Private Healthcare in Canada

Private healthcare in Canada is a restricted, but growing sector within the Canadian healthcare system.

Public healthcare is one of the hallmarks of the Canadian social security system and is highly lauded. In 2017, total health expenditure in Canada was expected to reach $242 billion, or $ 6,604 per person. Overall, health spending represents around 11.5% of Canada’s gross domestic product (GDP).

However, in addition to public health care providers such as primary care doctors and hospitals, many private clinics offering specialized services also operate in Canada. Private healthcare has grown quite a bit, with the private health sector in Canada now taking nearly a third of total health expenditures, largely in the form of out-of-pocket payments and private extended health insurance. That’s because important health services like prescription drugs, mental health supports, dental care, optometry, physiotherapy and home and community care largely fall outside the scope of public coverage, much more so than in Europe.

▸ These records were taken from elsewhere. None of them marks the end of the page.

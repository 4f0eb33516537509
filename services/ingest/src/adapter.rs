//! Provider payload adapters.
//!
//! Each upstream provider emits its own record shape; an adapter maps one raw
//! record onto the provider-neutral [`SocialMediaItem`].

use serde::Deserialize;
use serde_json::{Map, Value};
use std::sync::Arc;
use thiserror::Error;
use tweet_storage::SocialMediaItem;

/// Errors raised while adapting a raw record.
#[derive(Debug, Error, PartialEq)]
pub enum AdapterError {
    #[error("Record is not a JSON object")]
    NotAnObject,

    #[error("Record is missing field: {0}")]
    MissingField(&'static str),

    #[error("Field {field} has unexpected type, expected {expected}")]
    InvalidField {
        field: &'static str,
        expected: &'static str,
    },
}

/// Maps raw upstream records to storage items.
pub trait ProviderAdapter: Send + Sync {
    /// Provider name stored with every item and used in partition keys
    fn provider(&self) -> &'static str;

    /// Convert one raw record
    fn adapt(&self, raw: Value) -> Result<SocialMediaItem, AdapterError>;
}

/// Supported upstream providers.
#[derive(Debug, Clone, Copy, PartialEq, Eq, Deserialize, Default)]
#[serde(rename_all = "lowercase")]
pub enum ProviderKind {
    #[default]
    Twitter,
}

impl ProviderKind {
    /// Build the adapter for this provider
    pub fn adapter(self) -> Arc<dyn ProviderAdapter> {
        match self {
            ProviderKind::Twitter => Arc::new(TwitterAdapter),
        }
    }
}

/// Adapter for tweet records `{id, author_id, text, created_at, ...}`.
///
/// Fields without a dedicated column are kept in `extra_data`.
#[derive(Debug, Clone, Copy, Default)]
pub struct TwitterAdapter;

impl ProviderAdapter for TwitterAdapter {
    fn provider(&self) -> &'static str {
        "twitter"
    }

    fn adapt(&self, raw: Value) -> Result<SocialMediaItem, AdapterError> {
        let Value::Object(mut fields) = raw else {
            return Err(AdapterError::NotAnObject);
        };

        let id = take_id(&mut fields)?;
        let text = take_string(&mut fields, "text")?.unwrap_or_default();
        let author_id = take_string(&mut fields, "author_id")?.unwrap_or_default();
        let created_at = take_string(&mut fields, "created_at")?.unwrap_or_default();

        Ok(SocialMediaItem {
            provider: self.provider().to_string(),
            id,
            text,
            author_id,
            created_at,
            extra_data: fields,
        })
    }
}

/// Tweet ids arrive as strings, older payloads may carry them as numbers
fn take_id(fields: &mut Map<String, Value>) -> Result<String, AdapterError> {
    match fields.remove("id") {
        Some(Value::String(id)) => Ok(id),
        Some(Value::Number(id)) => Ok(id.to_string()),
        Some(Value::Null) | None => Err(AdapterError::MissingField("id")),
        Some(_) => Err(AdapterError::InvalidField {
            field: "id",
            expected: "string",
        }),
    }
}

fn take_string(
    fields: &mut Map<String, Value>,
    field: &'static str,
) -> Result<Option<String>, AdapterError> {
    match fields.remove(field) {
        Some(Value::String(value)) => Ok(Some(value)),
        Some(Value::Null) | None => Ok(None),
        Some(_) => Err(AdapterError::InvalidField {
            field,
            expected: "string",
        }),
    }
}

#[cfg(test)]
mod tests {
    use super::*;
    use serde_json::json;

    #[test]
    fn test_adapt_tweet() {
        let item = TwitterAdapter
            .adapt(json!({
                "id": "1759000000000000000",
                "author_id": "42",
                "text": "hello #rustlang",
                "created_at": "2024-03-01T11:59:00.000Z",
                "retweet_count": 3
            }))
            .unwrap();

        assert_eq!(item.provider, "twitter");
        assert_eq!(item.id, "1759000000000000000");
        assert_eq!(item.author_id, "42");
        assert_eq!(item.text, "hello #rustlang");
        assert_eq!(item.extra_data.get("retweet_count"), Some(&json!(3)));
        assert!(!item.extra_data.contains_key("id"));
    }

    #[test]
    fn test_numeric_id() {
        let item = TwitterAdapter.adapt(json!({"id": 17, "text": "t"})).unwrap();
        assert_eq!(item.id, "17");
        assert_eq!(item.author_id, "");
    }

    #[test]
    fn test_missing_id() {
        assert_eq!(
            TwitterAdapter.adapt(json!({"text": "no id"})),
            Err(AdapterError::MissingField("id"))
        );
    }

    #[test]
    fn test_non_object_record() {
        assert_eq!(
            TwitterAdapter.adapt(json!(["nested"])),
            Err(AdapterError::NotAnObject)
        );
    }

    #[test]
    fn test_invalid_text_type() {
        assert!(matches!(
            TwitterAdapter.adapt(json!({"id": "1", "text": 5})),
            Err(AdapterError::InvalidField { field: "text", .. })
        ));
    }

    #[test]
    fn test_provider_kind_deserialize() {
        let kind: ProviderKind = serde_json::from_str("\"twitter\"").unwrap();
        assert_eq!(kind.adapter().provider(), "twitter");
    }
}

Under federal law, private clinics are not legally allowed to provide services covered by the Canada Health Act. Regardless of this legal issue, many private clinics still do offer such services.

Private clinics’ advantage is they generally offer services with wait times that are reduced when compared with the health care system, which may have a lot of issues regarding long wait times for procedures. For instance, getting an MRI scan at a hospital could need a period of months, whereas it could be obtained much quicker in a practice.

Currently, private clinics are a subject of much controversy. There are varying views around private clinics, and there are those who argue for its contributions, and there are those who criticize them. One of the main criticisms is that their existence unbalances the health care system and favors treatments to those with higher incomes. Costs in private clinics are usually covered by private insurance policies, which will typically pay around 80% of the costs.

However, proponents say that private healthcare will make the system more efficient, benefiting Canadians. Canadians endure some of the longest wait times for medically necessary procedures. In 2015, for example, Canadians waited an average of 18.3 weeks from the moment they were referred by a GP until actually getting treatment. Canadian patients also suffer from accessibility to physicians and medical technologies.